# Records provided:
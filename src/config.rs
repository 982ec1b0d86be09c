// ⚙️ Configuration - TOML file + environment overrides
//
// Every field has a default, so an empty file (or no file) is a valid config.
//
//   [warehouse]
//   path = "roster.db"
//
//   [store]
//   root = "store"
//   input_prefix = "project/"
//   archive_prefix = "archives/"
//   insert_prefix = "inserts/"
//   update_prefix = "updates/"
//
//   [alerts]
//   subject = "Roster Reconciliation Failure Notification"

use crate::error::{ReconcileError, Result};
use serde::{Deserialize, Serialize};
use std::path::{Path, PathBuf};

pub const ENV_DB_PATH: &str = "ROSTER_DB_PATH";
pub const ENV_STORE_ROOT: &str = "ROSTER_STORE_ROOT";

#[derive(Debug, Clone, Default, PartialEq, Eq, Serialize, Deserialize)]
#[serde(default, deny_unknown_fields)]
pub struct Config {
    pub warehouse: WarehouseConfig,
    pub store: StoreConfig,
    pub alerts: AlertConfig,
}

#[derive(Debug, Clone, PartialEq, Eq, Serialize, Deserialize)]
#[serde(default, deny_unknown_fields)]
pub struct WarehouseConfig {
    pub path: PathBuf,
}

impl Default for WarehouseConfig {
    fn default() -> Self {
        WarehouseConfig {
            path: PathBuf::from("roster.db"),
        }
    }
}

#[derive(Debug, Clone, PartialEq, Eq, Serialize, Deserialize)]
#[serde(default, deny_unknown_fields)]
pub struct StoreConfig {
    pub root: PathBuf,
    pub input_prefix: String,
    pub archive_prefix: String,
    pub insert_prefix: String,
    pub update_prefix: String,
}

impl Default for StoreConfig {
    fn default() -> Self {
        StoreConfig {
            root: PathBuf::from("store"),
            input_prefix: "project/".to_string(),
            archive_prefix: "archives/".to_string(),
            insert_prefix: "inserts/".to_string(),
            update_prefix: "updates/".to_string(),
        }
    }
}

#[derive(Debug, Clone, PartialEq, Eq, Serialize, Deserialize)]
#[serde(default, deny_unknown_fields)]
pub struct AlertConfig {
    pub subject: String,
}

impl Default for AlertConfig {
    fn default() -> Self {
        AlertConfig {
            subject: "Roster Reconciliation Failure Notification".to_string(),
        }
    }
}

impl Config {
    pub fn from_toml(text: &str) -> Result<Self> {
        let config: Config =
            toml::from_str(text).map_err(|e| ReconcileError::Config(e.to_string()))?;
        config.validate()?;
        Ok(config)
    }

    /// Load from an optional file, then apply environment overrides.
    pub fn load(path: Option<&Path>) -> Result<Self> {
        let mut config = match path {
            Some(path) => {
                let text = std::fs::read_to_string(path).map_err(|e| {
                    ReconcileError::Config(format!("cannot read {}: {}", path.display(), e))
                })?;
                Config::from_toml(&text)?
            }
            None => Config::default(),
        };

        config.apply_overrides(|name| std::env::var(name).ok());
        config.validate()?;
        Ok(config)
    }

    /// Overrides come through a lookup function so tests need not touch the
    /// process environment.
    pub fn apply_overrides<F>(&mut self, lookup: F)
    where
        F: Fn(&str) -> Option<String>,
    {
        if let Some(path) = lookup(ENV_DB_PATH).filter(|v| !v.is_empty()) {
            self.warehouse.path = PathBuf::from(path);
        }
        if let Some(root) = lookup(ENV_STORE_ROOT).filter(|v| !v.is_empty()) {
            self.store.root = PathBuf::from(root);
        }
    }

    pub fn validate(&self) -> Result<()> {
        let prefixes = [
            ("input_prefix", &self.store.input_prefix),
            ("archive_prefix", &self.store.archive_prefix),
            ("insert_prefix", &self.store.insert_prefix),
            ("update_prefix", &self.store.update_prefix),
        ];

        for (name, prefix) in prefixes {
            if prefix.is_empty() || !prefix.ends_with('/') {
                return Err(ReconcileError::Config(format!(
                    "store.{} must be a non-empty folder prefix ending in '/', got '{}'",
                    name, prefix
                )));
            }
        }

        // Archiving into the input folder would rediscover the file next run
        if self.store.archive_prefix.starts_with(&self.store.input_prefix)
            || self.store.input_prefix.starts_with(&self.store.archive_prefix)
        {
            return Err(ReconcileError::Config(format!(
                "store.input_prefix '{}' and store.archive_prefix '{}' must not overlap",
                self.store.input_prefix, self.store.archive_prefix
            )));
        }

        Ok(())
    }
}

#[cfg(test)]
mod tests {
    use super::*;

    #[test]
    fn test_empty_toml_gives_defaults() {
        let config = Config::from_toml("").unwrap();
        assert_eq!(config, Config::default());
        assert_eq!(config.store.input_prefix, "project/");
    }

    #[test]
    fn test_partial_toml_keeps_other_defaults() {
        let config = Config::from_toml(
            r#"
[warehouse]
path = "/var/lib/roster/warehouse.db"

[store]
input_prefix = "incoming/"
"#,
        )
        .unwrap();

        assert_eq!(config.warehouse.path, PathBuf::from("/var/lib/roster/warehouse.db"));
        assert_eq!(config.store.input_prefix, "incoming/");
        assert_eq!(config.store.archive_prefix, "archives/");
    }

    #[test]
    fn test_unknown_keys_rejected() {
        let err = Config::from_toml("[store]\nbucket = \"x\"\n").unwrap_err();
        assert!(matches!(err, ReconcileError::Config(_)));
    }

    #[test]
    fn test_prefix_must_end_with_slash() {
        let err = Config::from_toml("[store]\ninsert_prefix = \"inserts\"\n").unwrap_err();
        assert!(err.to_string().contains("insert_prefix"));
    }

    #[test]
    fn test_overlapping_input_and_archive_rejected() {
        let err = Config::from_toml(
            "[store]\ninput_prefix = \"project/\"\narchive_prefix = \"project/archives/\"\n",
        )
        .unwrap_err();
        assert!(err.to_string().contains("must not overlap"));
    }

    #[test]
    fn test_env_overrides() {
        let mut config = Config::default();
        config.apply_overrides(|name| match name {
            ENV_DB_PATH => Some("/tmp/override.db".to_string()),
            ENV_STORE_ROOT => Some(String::new()),
            _ => None,
        });

        assert_eq!(config.warehouse.path, PathBuf::from("/tmp/override.db"));
        // Empty values are ignored
        assert_eq!(config.store.root, PathBuf::from("store"));
    }
}
// 📣 Alerting Channel - fire-and-forget failure notifications
//
// Invoked once per failed invocation. Delivery problems are the channel's
// own business and never surface to the caller.

use serde::{Deserialize, Serialize};
use std::sync::{Arc, Mutex};

pub trait AlertChannel: Send + Sync {
    fn notify(&self, subject: &str, message: &str);
}

/// Writes alerts to the log at ERROR level
#[derive(Debug, Default, Clone)]
pub struct LogAlertChannel;

impl AlertChannel for LogAlertChannel {
    fn notify(&self, subject: &str, message: &str) {
        tracing::error!(alert.subject = subject, alert.message = message, "alert raised");
    }
}

#[derive(Debug, Clone, PartialEq, Eq, Serialize, Deserialize)]
pub struct Alert {
    pub subject: String,
    pub message: String,
}

/// Keeps every alert in memory. Clones share the same buffer.
#[derive(Debug, Default, Clone)]
pub struct MemoryAlertChannel {
    alerts: Arc<Mutex<Vec<Alert>>>,
}

impl MemoryAlertChannel {
    pub fn new() -> Self {
        Self::default()
    }

    pub fn alerts(&self) -> Vec<Alert> {
        self.alerts
            .lock()
            .map(|alerts| alerts.clone())
            .unwrap_or_default()
    }
}

impl AlertChannel for MemoryAlertChannel {
    fn notify(&self, subject: &str, message: &str) {
        if let Ok(mut alerts) = self.alerts.lock() {
            alerts.push(Alert {
                subject: subject.to_string(),
                message: message.to_string(),
            });
        }
    }
}
// 🏗️ Record Parser - batch file bytes → candidate records
//
// Batch format: CSV, UTF-8, one header row, then rows of exactly six fields:
//   employee_id, name, role, shift_type, enter_date, salary
//
// All-or-nothing: the first bad row fails the whole batch.

use crate::db::CandidateRecord;
use crate::error::{ReconcileError, Result};
use csv::{ReaderBuilder, StringRecord};
use std::collections::HashSet;

/// Number of fields every data row must carry
pub const FIELD_COUNT: usize = 6;

/// Decode one batch file into candidate records.
///
/// The first row is a header and is skipped without looking at it.
/// Fails with `MalformedBatch` when a row does not have exactly six fields,
/// when `enter_date` is not an integer, when the content is not UTF-8, or
/// when an `employee_id` repeats within the batch.
pub fn parse_batch(content: &[u8]) -> Result<Vec<CandidateRecord>> {
    let mut reader = ReaderBuilder::new()
        .has_headers(true)
        .flexible(true)
        .from_reader(content);

    let mut candidates = Vec::new();
    let mut seen_ids = HashSet::new();

    for result in reader.records() {
        let record = result?;
        let line = record.position().map(|pos| pos.line()).unwrap_or(0);

        let candidate = parse_row(&record, line)?;

        if !seen_ids.insert(candidate.employee_id.clone()) {
            return Err(ReconcileError::malformed(
                line,
                format!("duplicate employee_id '{}' in batch", candidate.employee_id),
            ));
        }

        candidates.push(candidate);
    }

    Ok(candidates)
}

fn parse_row(record: &StringRecord, line: u64) -> Result<CandidateRecord> {
    if record.len() != FIELD_COUNT {
        return Err(ReconcileError::malformed(
            line,
            format!("expected {} fields, found {}", FIELD_COUNT, record.len()),
        ));
    }

    // Length checked above, indexing cannot go out of bounds
    let raw_date = &record[4];
    let enter_date = raw_date.trim().parse::<i64>().map_err(|_| {
        ReconcileError::malformed(
            line,
            format!("enter_date '{}' is not an integer", raw_date),
        )
    })?;

    Ok(CandidateRecord {
        employee_id: record[0].to_string(),
        name: record[1].to_string(),
        role: record[2].to_string(),
        shift_type: record[3].to_string(),
        enter_date,
        salary: record[5].to_string(),
    })
}
// 🗄️ Warehouse - schema, record types and the scoped connection
//
// Three tables:
//   st_employees  staging buffer, one batch at a time
//   pr_employees  authoritative store, one row per employee_id
//   audit_log     append-only ledger, one row per reconciliation run
//
// Table and column names are static literals. Every data-bearing value is a
// bound parameter.

use crate::error::{ReconcileError, Result};
use rusqlite::{params, Connection, OptionalExtension, Row, TransactionBehavior};
use serde::{Deserialize, Serialize};
use std::path::Path;

// ============================================================================
// RECORD TYPES
// ============================================================================

/// One employee row, as delivered in a batch file.
///
/// Field order matches the batch file column order:
/// `employee_id, name, role, shift_type, enter_date, salary`
#[derive(Debug, Clone, PartialEq, Eq, Serialize, Deserialize)]
pub struct EmployeeRecord {
    pub employee_id: String,
    pub name: String,
    pub role: String,
    pub shift_type: String,
    /// Integer-encoded date, e.g. 20230101
    pub enter_date: i64,
    pub salary: String,
}

/// A parsed row proposed for insertion/update. Lives only in the staging buffer.
pub type CandidateRecord = EmployeeRecord;

impl EmployeeRecord {
    pub fn new(
        employee_id: &str,
        name: &str,
        role: &str,
        shift_type: &str,
        enter_date: i64,
        salary: &str,
    ) -> Self {
        EmployeeRecord {
            employee_id: employee_id.to_string(),
            name: name.to_string(),
            role: role.to_string(),
            shift_type: shift_type.to_string(),
            enter_date,
            salary: salary.to_string(),
        }
    }

    /// Field-wise comparison of every non-key field.
    ///
    /// Each field is compared on its own, so a single differing field is
    /// enough to count as a change.
    pub fn differs_from(&self, other: &EmployeeRecord) -> bool {
        self.name != other.name
            || self.role != other.role
            || self.shift_type != other.shift_type
            || self.enter_date != other.enter_date
            || self.salary != other.salary
    }
}

/// The persisted counterpart of a candidate: same fields plus the change id
/// of the run that last touched it.
#[derive(Debug, Clone, PartialEq, Eq, Serialize, Deserialize)]
pub struct AuthoritativeRecord {
    #[serde(flatten)]
    pub employee: EmployeeRecord,
    pub change_id: i64,
}

impl AuthoritativeRecord {
    pub fn employee_id(&self) -> &str {
        &self.employee.employee_id
    }
}

// ============================================================================
// SCHEMA
// ============================================================================

pub fn setup_database(conn: &Connection) -> Result<()> {
    // Enable WAL mode for crash recovery
    conn.pragma_update(None, "journal_mode", "WAL")?;
    conn.pragma_update(None, "foreign_keys", "ON")?;

    // ==========================================================================
    // Audit ledger (append-only)
    // ==========================================================================
    conn.execute(
        "CREATE TABLE IF NOT EXISTS audit_log (
            change_id INTEGER PRIMARY KEY,
            inserted_count INTEGER NOT NULL,
            updated_count INTEGER NOT NULL,
            run_start TEXT NOT NULL,
            run_end TEXT NOT NULL,
            source_key TEXT NOT NULL,
            batch_sha256 TEXT NOT NULL,
            created_at DATETIME DEFAULT CURRENT_TIMESTAMP
        )",
        [],
    )?;

    conn.execute(
        "CREATE TRIGGER IF NOT EXISTS audit_log_no_update
         BEFORE UPDATE ON audit_log
         BEGIN
            SELECT RAISE(ABORT, 'audit_log is append-only');
         END",
        [],
    )?;

    conn.execute(
        "CREATE TRIGGER IF NOT EXISTS audit_log_no_delete
         BEFORE DELETE ON audit_log
         BEGIN
            SELECT RAISE(ABORT, 'audit_log is append-only');
         END",
        [],
    )?;

    // ==========================================================================
    // Staging buffer
    // ==========================================================================
    conn.execute(
        "CREATE TABLE IF NOT EXISTS st_employees (
            employee_id TEXT PRIMARY KEY,
            employee_name TEXT NOT NULL,
            role TEXT NOT NULL,
            shift_type TEXT NOT NULL,
            enter_date INTEGER NOT NULL,
            salary TEXT NOT NULL
        )",
        [],
    )?;

    // ==========================================================================
    // Authoritative store
    // ==========================================================================
    conn.execute(
        "CREATE TABLE IF NOT EXISTS pr_employees (
            employee_id TEXT PRIMARY KEY,
            employee_name TEXT NOT NULL,
            role TEXT NOT NULL,
            shift_type TEXT NOT NULL,
            enter_date INTEGER NOT NULL,
            salary TEXT NOT NULL,
            change_id INTEGER NOT NULL
                REFERENCES audit_log(change_id) DEFERRABLE INITIALLY DEFERRED
        )",
        [],
    )?;

    conn.execute(
        "CREATE INDEX IF NOT EXISTS idx_pr_employees_change_id ON pr_employees(change_id)",
        [],
    )?;

    Ok(())
}

// ============================================================================
// SCOPED CONNECTION
// ============================================================================

/// The single warehouse connection of one invocation.
///
/// Acquired once by the orchestrator and lent to each component. Dropping it
/// closes the connection; an open batch transaction borrowed from it rolls
/// back when dropped.
pub struct Warehouse {
    conn: Connection,
}

impl Warehouse {
    pub fn open(path: &Path) -> Result<Self> {
        let conn = Connection::open(path).map_err(|e| {
            ReconcileError::TransportFailure(format!(
                "cannot open warehouse {}: {}",
                path.display(),
                e
            ))
        })?;
        setup_database(&conn).map_err(|e| {
            ReconcileError::TransportFailure(format!(
                "cannot prepare warehouse {}: {}",
                path.display(),
                e
            ))
        })?;
        Ok(Warehouse { conn })
    }

    pub fn open_in_memory() -> Result<Self> {
        let conn = Connection::open_in_memory()
            .map_err(|e| ReconcileError::TransportFailure(e.to_string()))?;
        setup_database(&conn)?;
        Ok(Warehouse { conn })
    }

    /// Begin the batch transaction.
    ///
    /// IMMEDIATE takes the write lock up front, so the change-id read and the
    /// writes that use it cannot interleave with another writer.
    pub fn begin(&mut self) -> Result<rusqlite::Transaction<'_>> {
        Ok(self
            .conn
            .transaction_with_behavior(TransactionBehavior::Immediate)?)
    }

    pub fn connection(&self) -> &Connection {
        &self.conn
    }

    pub fn close(self) -> Result<()> {
        self.conn
            .close()
            .map_err(|(_, e)| ReconcileError::TransportFailure(e.to_string()))
    }
}

// ============================================================================
// QUERIES
// ============================================================================

fn authoritative_from_row(row: &Row<'_>) -> rusqlite::Result<AuthoritativeRecord> {
    Ok(AuthoritativeRecord {
        employee: EmployeeRecord {
            employee_id: row.get(0)?,
            name: row.get(1)?,
            role: row.get(2)?,
            shift_type: row.get(3)?,
            enter_date: row.get(4)?,
            salary: row.get(5)?,
        },
        change_id: row.get(6)?,
    })
}

pub fn get_all_employees(conn: &Connection) -> Result<Vec<AuthoritativeRecord>> {
    let mut stmt = conn.prepare(
        "SELECT employee_id, employee_name, role, shift_type, enter_date, salary, change_id
         FROM pr_employees
         ORDER BY employee_id",
    )?;

    let employees = stmt
        .query_map([], authoritative_from_row)?
        .collect::<std::result::Result<Vec<_>, _>>()?;

    Ok(employees)
}

pub fn get_employee(conn: &Connection, employee_id: &str) -> Result<Option<AuthoritativeRecord>> {
    let employee = conn
        .query_row(
            "SELECT employee_id, employee_name, role, shift_type, enter_date, salary, change_id
             FROM pr_employees
             WHERE employee_id = ?1",
            params![employee_id],
            authoritative_from_row,
        )
        .optional()?;

    Ok(employee)
}

pub fn count_employees(conn: &Connection) -> Result<i64> {
    let count: i64 = conn.query_row("SELECT COUNT(*) FROM pr_employees", [], |row| row.get(0))?;

    Ok(count)
}
// 🚨 Error Taxonomy - every terminal failure of a reconciliation invocation
//
// One variant per failure class. The orchestrator reports any of them through
// the alerting channel exactly once, then halts.

use thiserror::Error;

#[derive(Debug, Error)]
pub enum ReconcileError {
    /// Batch content could not be decoded. Unrecoverable for that file.
    #[error("malformed batch at line {line}: {reason}")]
    MalformedBatch { line: u64, reason: String },

    /// A transactional step failed. The authoritative store is unchanged.
    #[error("reconciliation failed: {0}")]
    ReconciliationFailed(String),

    /// Object store or warehouse connectivity.
    #[error("transport failure: {0}")]
    TransportFailure(String),

    /// Evidence artifact could not be written after commit.
    /// The committed reconciliation stands.
    #[error("evidence write failure: {0}")]
    EvidenceWriteFailure(String),

    #[error("configuration error: {0}")]
    Config(String),
}

impl ReconcileError {
    pub fn malformed(line: u64, reason: impl Into<String>) -> Self {
        ReconcileError::MalformedBatch {
            line,
            reason: reason.into(),
        }
    }

    /// Short machine-friendly name, used in logs and batch reports
    pub fn kind(&self) -> &'static str {
        match self {
            ReconcileError::MalformedBatch { .. } => "MalformedBatch",
            ReconcileError::ReconciliationFailed(_) => "ReconciliationFailed",
            ReconcileError::TransportFailure(_) => "TransportFailure",
            ReconcileError::EvidenceWriteFailure(_) => "EvidenceWriteFailure",
            ReconcileError::Config(_) => "Config",
        }
    }
}

impl From<rusqlite::Error> for ReconcileError {
    fn from(err: rusqlite::Error) -> Self {
        ReconcileError::ReconciliationFailed(err.to_string())
    }
}

impl From<csv::Error> for ReconcileError {
    fn from(err: csv::Error) -> Self {
        let line = err
            .position()
            .map(|pos| pos.line())
            .unwrap_or(0);
        ReconcileError::MalformedBatch {
            line,
            reason: err.to_string(),
        }
    }
}

pub type Result<T> = std::result::Result<T, ReconcileError>;
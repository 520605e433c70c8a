use super::{assign_id, missing, new_repos, same_record, sample_repos, Storage};
use crate::Repo;
use async_trait::async_trait;
use failure::{Error, ResultExt};
use std::io;
use std::path::{Path, PathBuf};
use tokio::fs;
use tokio::sync::Mutex;

/// The file (inside the data directory) the whole collection is kept in.
pub const STORAGE_KEY: &str = "repos.json";

/// Persist the collection as a single JSON array on the local filesystem.
#[derive(Debug)]
pub struct LocalStorage {
    path: PathBuf,
    seed_sample: bool,
    lock: Mutex<()>,
}

impl LocalStorage {
    /// Keep repos in `data_dir`. When `seed_sample` is set and nothing has
    /// ever been saved, the store starts off with the bundled sample repos.
    pub fn new<P: Into<PathBuf>>(data_dir: P, seed_sample: bool) -> LocalStorage {
        LocalStorage {
            path: data_dir.into().join(STORAGE_KEY),
            seed_sample,
            lock: Mutex::new(()),
        }
    }

    pub fn path(&self) -> &Path {
        &self.path
    }

    async fn load(&self) -> Result<Vec<Repo>, Error> {
        let raw = match fs::read_to_string(&self.path).await {
            Ok(raw) => raw,
            Err(ref e) if e.kind() == io::ErrorKind::NotFound => {
                return self.first_access().await;
            }
            Err(e) => {
                return Err(e)
                    .with_context(|_| {
                        format!("Unable to read {}", self.path.display())
                    })
                    .map_err(Error::from);
            }
        };

        let repos = serde_json::from_str(&raw).with_context(|_| {
            format!("{} doesn't contain a list of repos", self.path.display())
        })?;
        Ok(repos)
    }

    async fn first_access(&self) -> Result<Vec<Repo>, Error> {
        if !self.seed_sample {
            return Ok(Vec::new());
        }

        info!("Seeding {} with the sample repos", self.path.display());
        let repos = sample_repos()?;
        self.save(&repos).await?;

        Ok(repos)
    }

    async fn save(&self, repos: &[Repo]) -> Result<(), Error> {
        if let Some(parent) = self.path.parent() {
            fs::create_dir_all(parent).await.with_context(|_| {
                format!("Couldn't create the data directory ({})", parent.display())
            })?;
        }

        let serialized = serde_json::to_string_pretty(repos)?;
        let temp = self.path.with_extension("json.tmp");

        fs::write(&temp, serialized)
            .await
            .with_context(|_| format!("Unable to write {}", temp.display()))?;
        fs::rename(&temp, &self.path)
            .await
            .with_context(|_| format!("Unable to replace {}", self.path.display()))?;

        debug!("Saved {} repos to {}", repos.len(), self.path.display());
        Ok(())
    }
}

#[async_trait]
impl Storage for LocalStorage {
    async fn fetch_repos(&self) -> Result<Vec<Repo>, Error> {
        let _guard = self.lock.lock().await;
        self.load().await
    }

    async fn create_repo(&self, mut repo: Repo) -> Result<Repo, Error> {
        let _guard = self.lock.lock().await;
        let mut repos = self.load().await?;

        assign_id(&mut repo);
        repos.insert(0, repo.clone());
        self.save(&repos).await?;

        Ok(repo)
    }

    async fn create_many(&self, candidates: Vec<Repo>) -> Result<Vec<Repo>, Error> {
        let _guard = self.lock.lock().await;
        let mut repos = self.load().await?;

        let fresh = new_repos(&repos, candidates);
        if fresh.is_empty() {
            return Ok(fresh);
        }

        repos.splice(0..0, fresh.iter().cloned());
        self.save(&repos).await?;

        Ok(fresh)
    }

    async fn update_repo(&self, repo: Repo) -> Result<Repo, Error> {
        let _guard = self.lock.lock().await;
        let mut repos = self.load().await?;

        match repos.iter_mut().find(|r| same_record(r, &repo)) {
            Some(existing) => *existing = repo.clone(),
            None => return Err(missing(&repo)),
        }

        self.save(&repos).await?;
        Ok(repo)
    }

    async fn update_many(&self, updated: Vec<Repo>) -> Result<Vec<Repo>, Error> {
        let _guard = self.lock.lock().await;
        let mut repos = self.load().await?;

        for repo in &updated {
            match repos.iter_mut().find(|r| same_record(r, repo)) {
                Some(existing) => *existing = repo.clone(),
                None => return Err(missing(repo)),
            }
        }

        self.save(&repos).await?;
        Ok(updated)
    }

    async fn delete_repo(&self, repo: &Repo) -> Result<bool, Error> {
        let _guard = self.lock.lock().await;
        let mut repos = self.load().await?;

        match repos.iter().position(|r| same_record(r, repo)) {
            Some(ix) => {
                repos.remove(ix);
                self.save(&repos).await?;
                Ok(true)
            }
            None => Ok(false),
        }
    }

    async fn delete_many(&self, targets: &[Repo]) -> Result<bool, Error> {
        let _guard = self.lock.lock().await;
        let mut repos = self.load().await?;
        let before = repos.len();

        repos.retain(|r| !targets.iter().any(|target| same_record(r, target)));

        if repos.len() == before {
            return Ok(false);
        }

        self.save(&repos).await?;
        Ok(true)
    }
}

# Problem details:
After locating the line with "and batch reports" in the material above, return it and each line after it exactly, ending at the line with "pub type Result<T>".

# Answer section:
    /// Short machine-friendly name, used in logs and batch reports
    pub fn kind(&self) -> &'static str {
        match self {
            ReconcileError::MalformedBatch { .. } => "MalformedBatch",
            ReconcileError::ReconciliationFailed(_) => "ReconciliationFailed",
            ReconcileError::TransportFailure(_) => "TransportFailure",
            ReconcileError::EvidenceWriteFailure(_) => "EvidenceWriteFailure",
            ReconcileError::Config(_) => "Config",
        }
    }
}

impl From<rusqlite::Error> for ReconcileError {
    fn from(err: rusqlite::Error) -> Self {
        ReconcileError::ReconciliationFailed(err.to_string())
    }
}

impl From<csv::Error> for ReconcileError {
    fn from(err: csv::Error) -> Self {
        let line = err
            .position()
            .map(|pos| pos.line())
            .unwrap_or(0);
        ReconcileError::MalformedBatch {
            line,
            reason: err.to_string(),
        }
    }
}

pub type Result<T> = std::result::Result<T, ReconcileError>;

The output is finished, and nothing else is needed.